Pendlay HD 20kg $260 used
Capps Texas PB $ 180 used

Seen these for sale whatcha think?
I want a new bar for home use and I want to get some 100lb plates as well.

Right now I got a Hampton 45lb bar and some other off brand one that came with the weight set. (Allen bolt keeps walking out of the end. P.O.S)
I could order new just wanted some opinions... Anyone prefer the Ohio bars?
I got heavy deadlifts on my mind.


----------



## Milo (Sep 1, 2016)

If you are willing to front the cash, I'd go at minimum Texas Squat and Texas Power. Then an Okie or Texas DL after.


----------



## ECKSRATED (Sep 1, 2016)

I like the Texas DL bars better than okie. 

Any power bar would be good. Everyone seems to lobe the Ohio power bar. 

I wanna get a home set up soon and need a bar to squat and bench with. Thinking an Ohio power bar. And I gotta get about 700 pounds of plates which should be fun buying. Ugh


----------



## Milo (Sep 1, 2016)

ECKSRATED said:


> I like the Texas DL bars better than okie.
> 
> Any power bar would be good. Everyone seems to lobe the Ohio power bar.
> 
> I wanna get a home set up soon and need a bar to squat and bench with. Thinking an Ohio power bar. And I gotta get about 700 pounds of plates which should be fun buying. Ugh


Haven't tried the Okie yet but I heard it has less flex off the ground which I would prefer. After squatting with both a Texas squat bar and Iron Wolfe squat bar, there's no way I can go back. So like you I will be getting a home gym and my priority bars will be Texas Power and Texas Squat. Buying the weights is going to hurt. Maybe I'll just tie bails of hay to the ends of the bars....


----------



## ToolSteel (Sep 2, 2016)

We have the rogue power, Ohio, and DL bars at my gym. Honestly they're great for the price.


----------



## ECKSRATED (Sep 2, 2016)

What's a good one to squat AND bench with? Just any power bar? Ohio or rogue?


----------



## SuperBane (Sep 2, 2016)

Thanks for the replies fellas buying the bars doesn't bother me as much as buying those 100lb plates
Google says $250 is the cheapest per set and that is just for the standard.
I got plenty of the other Mickey Mouse plates.

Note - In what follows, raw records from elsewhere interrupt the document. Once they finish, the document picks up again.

// Copyright (c) AlphaVelocity.
// All rights reserved.
//
// This source code is licensed under the license found in the
// LICENSE file in the root directory of this source tree.

//! Expense persistence plus the currency preference. Consumers never see
//! individual writes: every mutation re-lists the collection and pushes a
//! full ordered snapshot to each subscriber.

use anyhow::{Context, Result};
use rusqlite::{params, Connection, OptionalExtension};
use rust_decimal::Decimal;
use std::sync::mpsc::{self, Receiver, Sender};

use crate::catalog::{self, Currency};
use crate::models::{Expense, ExpenseDraft};

pub struct ExpenseStore {
    conn: Connection,
    listeners: Vec<Sender<Vec<Expense>>>,
}

impl ExpenseStore {
    pub fn new(conn: Connection) -> Self {
        ExpenseStore { conn, listeners: Vec::new() }
    }

    pub fn conn(&self) -> &Connection {
        &self.conn
    }

    pub fn create(&mut self, draft: &ExpenseDraft) -> Result<i64> {
        self.conn.execute(
            "INSERT INTO expenses(title, amount, category, date) VALUES (?1, ?2, ?3, ?4)",
            params![
                draft.title,
                draft.amount.to_string(),
                draft.category,
                draft.date.to_string()
            ],
        )?;
        let id = self.conn.last_insert_rowid();
        log::debug!("created expense {}", id);
        self.notify()?;
        Ok(id)
    }

    /// Full replace of title/amount/category/date. `created_at` is left
    /// untouched, `updated_at` is refreshed.
    pub fn update(&mut self, id: i64, draft: &ExpenseDraft) -> Result<()> {
        let n = self.conn.execute(
            "UPDATE expenses SET title=?1, amount=?2, category=?3, date=?4,
             updated_at=datetime('now') WHERE id=?5",
            params![
                draft.title,
                draft.amount.to_string(),
                draft.category,
                draft.date.to_string(),
                id
            ],
        )?;
        if n == 0 {
            anyhow::bail!("Expense {} not found", id);
        }
        self.notify()?;
        Ok(())
    }

    pub fn delete(&mut self, id: i64) -> Result<()> {
        let n = self.conn.execute("DELETE FROM expenses WHERE id=?1", params![id])?;
        if n == 0 {
            anyhow::bail!("Expense {} not found", id);
        }
        self.notify()?;
        Ok(())
    }

    /// The full collection, newest first: date desc, then created_at desc,
    /// then id desc so same-second inserts stay deterministic.
    pub fn list(&self) -> Result<Vec<Expense>> {
        let mut stmt = self.conn.prepare(
            "SELECT id, title, amount, category, date, created_at, updated_at
             FROM expenses ORDER BY date DESC, created_at DESC, id DESC",
        )?;
        let mut rows = stmt.query([])?;
        let mut data = Vec::new();
        while let Some(r) = rows.next()? {
            let id: i64 = r.get(0)?;
            let title: String = r.get(1)?;
            let amount_s: String = r.get(2)?;
            let category: String = r.get(3)?;
            let date: chrono::NaiveDate = r.get(4)?;
            let created_at: chrono::NaiveDateTime = r.get(5)?;
            let updated_at: chrono::NaiveDateTime = r.get(6)?;
            let amount = amount_s
                .parse::<Decimal>()
                .with_context(|| format!("Invalid amount '{}' for expense {}", amount_s, id))?;
            data.push(Expense { id, title, amount, category, date, created_at, updated_at });
        }
        Ok(data)
    }

    /// Snapshot feed: the current list is delivered immediately, then a
    /// fresh snapshot after every create/update/delete.
    pub fn subscribe(&mut self) -> Result<Receiver<Vec<Expense>>> {
        let (tx, rx) = mpsc::channel();
        tx.send(self.list()?).ok();
        self.listeners.push(tx);
        Ok(rx)
    }

    fn notify(&mut self) -> Result<()> {
        if self.listeners.is_empty() {
            return Ok(());
        }
        let snapshot = self.list()?;
        self.listeners.retain(|tx| tx.send(snapshot.clone()).is_ok());
        log::debug!("notified {} subscriber(s)", self.listeners.len());
        Ok(())
    }
}

// Currency preference. A single settings key with upsert semantics: writing
// it never touches other settings rows.

pub fn get_currency(conn: &Connection) -> Result<&'static Currency> {
    let v: Option<String> = conn
        .query_row("SELECT value FROM settings WHERE key='currency'", [], |r| r.get(0))
        .optional()?;
    match v {
        Some(code) => match catalog::currency_for(&code) {
            Some(ccy) => Ok(ccy),
            None => {
                log::warn!("stored currency '{}' is not supported, using default", code);
                Ok(catalog::default_currency())
            }
        },
        None => Ok(catalog::default_currency()),
    }
}

pub fn set_currency(conn: &Connection, code: &str) -> Result<&'static Currency> {
    let ccy = catalog::currency_for(code)
        .with_context(|| format!("Unknown currency '{}' (supported: USD, INR)", code))?;
    conn.execute(
        "INSERT INTO settings(key, value) VALUES('currency', ?1)
         ON CONFLICT(key) DO UPDATE SET value=excluded.value",
        params![ccy.code],
    )?;
    Ok(ccy)
}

Anybody think that is a bad deal for that used Texas power bar?


----------



## ECKSRATED (Sep 2, 2016)

And any companies out there that sell plates for cheap? I know used is the way to go but I'd like some nice shit eventually for my house.


----------



## Milo (Sep 2, 2016)

Dumbbell buddy is where most go from what I've seen so far.


----------



## DieYoungStrong (Sep 2, 2016)

ECKSRATED said:


> And any companies out there that sell plates for cheap? I know used is the way to go but I'd like some nice shit eventually for my house.



So buy used and spray paint them...boom new plates. Spend money on bars, racks, equipment and benches. Plates are plates.


----------



## Tren4Life (Sep 2, 2016)

SuperBane said:


> Thanks for the replies fellas buying the bars doesn't bother me as much as buying those 100lb plates
> Google says $250 is the cheapest per set and that is just for the standard.
> I got plenty of the other Mickey Mouse plates.
> 
> Anybody think that is a bad deal for that used Texas power bar?



No that's a good buy. I paid like 250 for my power bar.


----------



## ECKSRATED (Sep 2, 2016)

DieYoungStrong said:


> So buy used and spray paint them...boom new plates. Spend money on bars, racks, equipment and benches. Plates are plates.



This guy on Craigslist had a set of 100 pound plates and 15 45s for 100 bucks!!!! I texted him as soon as I saw it but they were sold. ****kkkkkk


----------



## SuperBane (Sep 2, 2016)

Tren4Life said:


> No that's a good buy. I paid like 250 for my power bar.



Thanks brother. I emailed the guy and haven't heard nothing yet. It is an older bar doesn't have the black coating on the ends.
If he gets back to me then I will get it. Otherwise I think after reading and watching some videos I might just get the Ohio power bar and get a Texas squat bar.


----------



## ToolSteel (Sep 2, 2016)

A good squat bar is kind of like a competition bench. Don't realize how valuable it is till you don't have it. I swear a thick stiff squat bar makes it feel 40# lighter in the hole.


----------



## Milo (Sep 2, 2016)

ToolSteel said:


> A good squat bar is kind of like a competition bench. Don't realize how valuable it is till you don't have it. I swear a thick stiff squat bar makes it feel 40# lighter in the hole.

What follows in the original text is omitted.